When Their Freedom Wasn’t Ours: Grieving What July 4th Never Gave Us

Honoring the Grief of Liberation Withheld from Our Ancestors



Independence Day was written for some bodies, just not ours, not really.

When the document was signed, when the bells rang, and when the language of liberty and unalienable rights was first put to paper, the people who wrote it were not imagining your ancestors as included in its promise. Enslaved Africans were property under the very government declaring its independence. Indigenous nations were already being systematically displaced from the land that document claimed as newly free. The freedom celebrated on this day was real, and it was also, from its origin, a freedom with an asterisk, granted to some bodies and explicitly withheld from others.

That isn’t ancient history with no bearing on you because this is the architecture this country was built on, and the architecture doesn’t disappear simply because more time has passed. It shows up still, in different forms, in every generation since. It shows up in you, even now, even today, as you’re asked once again to celebrate a freedom that has never been fully and equally extended.

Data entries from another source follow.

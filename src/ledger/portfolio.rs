//! Securities portfolios

use bigdecimal::BigDecimal;
use std::collections::HashMap;

use crate::ledger::PortfolioTransaction;
use crate::types::*;

/// A securities portfolio (depot)
#[derive(Debug, Clone)]
pub struct Portfolio {
    pub id: PortfolioId,
    pub name: String,
    /// Cash account used for settlements
    pub reference_account: Option<AccountId>,
    pub is_retired: bool,
    pub note: Option<String>,
    transactions: Vec<PortfolioTransaction>,
}

impl Portfolio {
    pub fn new(name: impl Into<String>) -> Self {
        Self {
            id: PortfolioId::new(),
            name: name.into(),
            reference_account: None,
            is_retired: false,
            note: None,
            transactions: Vec::new(),
        }
    }

    pub fn with_reference_account(mut self, account: AccountId) -> Self {
        self.reference_account = Some(account);
        self
    }

    pub fn transactions(&self) -> &[PortfolioTransaction] {
        &self.transactions
    }

    pub fn find_transaction(&self, id: TransactionId) -> Option<&PortfolioTransaction> {
        self.transactions.iter().find(|t| t.id == id)
    }

    pub(crate) fn find_transaction_mut(
        &mut self,
        id: TransactionId,
    ) -> Option<&mut PortfolioTransaction> {
        self.transactions.iter_mut().find(|t| t.id == id)
    }

    pub(crate) fn add_transaction(&mut self, transaction: PortfolioTransaction) {
        self.transactions.push(transaction);
    }

    /// Net shares held per security
    pub fn holdings(&self) -> HashMap<SecurityId, BigDecimal> {
        let mut holdings: HashMap<SecurityId, BigDecimal> = HashMap::new();

        for tx in &self.transactions {
            if let Some(security) = &tx.security {
                let entry = holdings.entry(security.id).or_default();
                if tx.transaction_type.is_purchase() {
                    *entry += &tx.shares;
                } else {
                    *entry -= &tx.shares;
                }
            }
        }

        holdings
    }
}

#[cfg(test)]
mod tests {
    use super::*;
    use crate::ledger::{Security, SecurityRef};
    use chrono::NaiveDate;
    use std::sync::Arc;

    #[test]
    fn test_holdings_net_out_sales() {
        let date_time = NaiveDate::from_ymd_opt(2024, 1, 1)
            .unwrap()
            .and_hms_opt(0, 0, 0)
            .unwrap();
        let security: SecurityRef = Arc::new(Security::new("ACME", "EUR"));
        let amount = Money::new(BigDecimal::from(100), "EUR");
        let mut portfolio = Portfolio::new("Depot");

        portfolio.add_transaction(PortfolioTransaction::new(
            date_time,
            PortfolioTransactionType::Buy,
            amount.clone(),
            BigDecimal::from(10),
            security.clone(),
        ));
        portfolio.add_transaction(PortfolioTransaction::new(
            date_time,
            PortfolioTransactionType::DeliveryOutbound,
            amount,
            BigDecimal::from(4),
            security.clone(),
        ));

        let holdings = portfolio.holdings();
        assert_eq!(holdings.len(), 1);
        assert_eq!(holdings[&security.id], BigDecimal::from(6));
    }
}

I just recently watched the documentary on Netflix about Thomas Jefferson of our the country’s founding fathers, and it was disappointing for him to share the vision that all men are created equal but believed my ancestors were less than and that Native Americans could be equivalent to Whites if they adapted the American culture…

This is grief and it deserves to be named as grief, not minimized as cynicism or political commentary.




The Erasure Worth Naming

There is a particular psychological and spiritual cost to being asked year after year to celebrate a holiday that wasn’t written with you in mind. To watch fireworks, cookouts, and flag displays that center a story of liberation your ancestors were actively excluded from at the moment it was declared. If you think about like this.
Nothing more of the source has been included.